Was für ein Finale in Wimbledon

Meine Güte. Das war ein Drama.

Wer natürlich kein Faible für Tennis hat, kann jetzt meine Aufregung auch nicht nachvollziehen – logisch.

Aber wer Roger Federer so lange „kennt“ wie ich und auch noch den drittliebsten Spieler, den Serben Djokovic, und die zwei im Finale von Wimbledon miterlebt – natürlich leider nur am Fernseher – , der weiß, worum es ging.

Dazu kommt noch eine neue Regel im Tennis … zumindest in Wimbledon … nach 6:6 im 5. Satz geht es nicht in einen Tie-Break, sondern es wird solang weitergespielt, bis einer 2 Punkte vor ist. Und wer das nicht schafft, spielt bis 12:12 weiter – und erst dann geht es in den letzten und entscheidenden Tie-Break.

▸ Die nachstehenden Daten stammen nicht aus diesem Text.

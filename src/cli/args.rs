// src/cli/args.rs
use clap::{Args as ClapArgs, Parser, Subcommand};
use std::path::PathBuf;

#[derive(Parser, Debug)]
#[command(author, version, about, long_about = None)] // Read from `Cargo.toml`
#[command(arg_required_else_help = true, disable_help_subcommand = true)]
pub struct Args {
    /// Memo collection endpoint, overrides the config file
    #[arg(short, long, value_name = "URL", global = true)]
    pub url: Option<String>,

    /// Path to config file (optional)
    #[arg(short, long, value_name = "CONFIG", global = true)]
    pub config: Option<PathBuf>,

    /// Verbosity level (-v = debug, -vv = trace)
    #[arg(short, long, action = clap::ArgAction::Count, global = true)]
    pub verbose: u8,

    /// Subcommand to execute
    #[command(subcommand)]
    pub command: Command,
}

#[derive(Subcommand, Debug, Clone)]
pub enum Command {
    /// Render the gallery of all memos
    Gallery {
        /// Write the page here instead of opening it in the browser
        #[arg(short, long, value_name = "PATH")]
        output: Option<PathBuf>,
    },

    /// List memos with ID and title
    List {
        /// Optional search term to filter memos by title
        #[arg(value_name = "SEARCH")]
        search: Option<String>,
    },

    /// Show a memo in its edit form
    View {
        /// Memo ID to view
        #[arg(value_name = "MEMO_ID")]
        memo_id: i64,

        /// Output memo as JSON instead of rendering the page
        #[arg(long)]
        json: bool,

        /// Write the page here instead of opening it in the browser
        #[arg(short, long, value_name = "PATH")]
        output: Option<PathBuf>,
    },

    /// Show the enlarged image of a memo
    Zoom {
        /// Memo ID whose image to enlarge
        #[arg(value_name = "MEMO_ID")]
        memo_id: i64,

        /// Write the page here instead of opening it in the browser
        #[arg(short, long, value_name = "PATH")]
        output: Option<PathBuf>,
    },

    /// Create a new memo
    Add {
        #[command(flatten)]
        fields: FieldArgs,
    },

    /// Change fields of an existing memo
    Edit {
        /// Memo ID to edit
        #[arg(value_name = "MEMO_ID")]
        memo_id: i64,

        #[command(flatten)]
        fields: FieldArgs,
    },

    /// Delete a memo
    Delete {
        /// Memo ID to delete
        #[arg(value_name = "MEMO_ID")]
        memo_id: i64,

        /// Do not ask for confirmation
        #[arg(short, long)]
        yes: bool,
    },
}

/// Form inputs; fields left out keep the value shown in the form.
#[derive(ClapArgs, Debug, Clone, Default, PartialEq, Eq)]
pub struct FieldArgs {
    #[arg(long)]
    pub title: Option<String>,

    #[arg(long)]
    pub description: Option<String>,

    /// Semicolon separated tags, e.g. "rust;cli"
    #[arg(long)]
    pub tags: Option<String>,

    /// Image link
    #[arg(long)]
    pub image: Option<String>,
}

Beide haben super gespielt und landeten auch im letzten Tie-Break, den dann der jüngere von Beiden – also Djoko – gewann.

Jetzt werde ich mich gleich in die entspannende Wanne legen und ziemlich schnell im Bett verschwinden – morgen ruft – noch für 4,5 Wochen – die liebe Arbeit.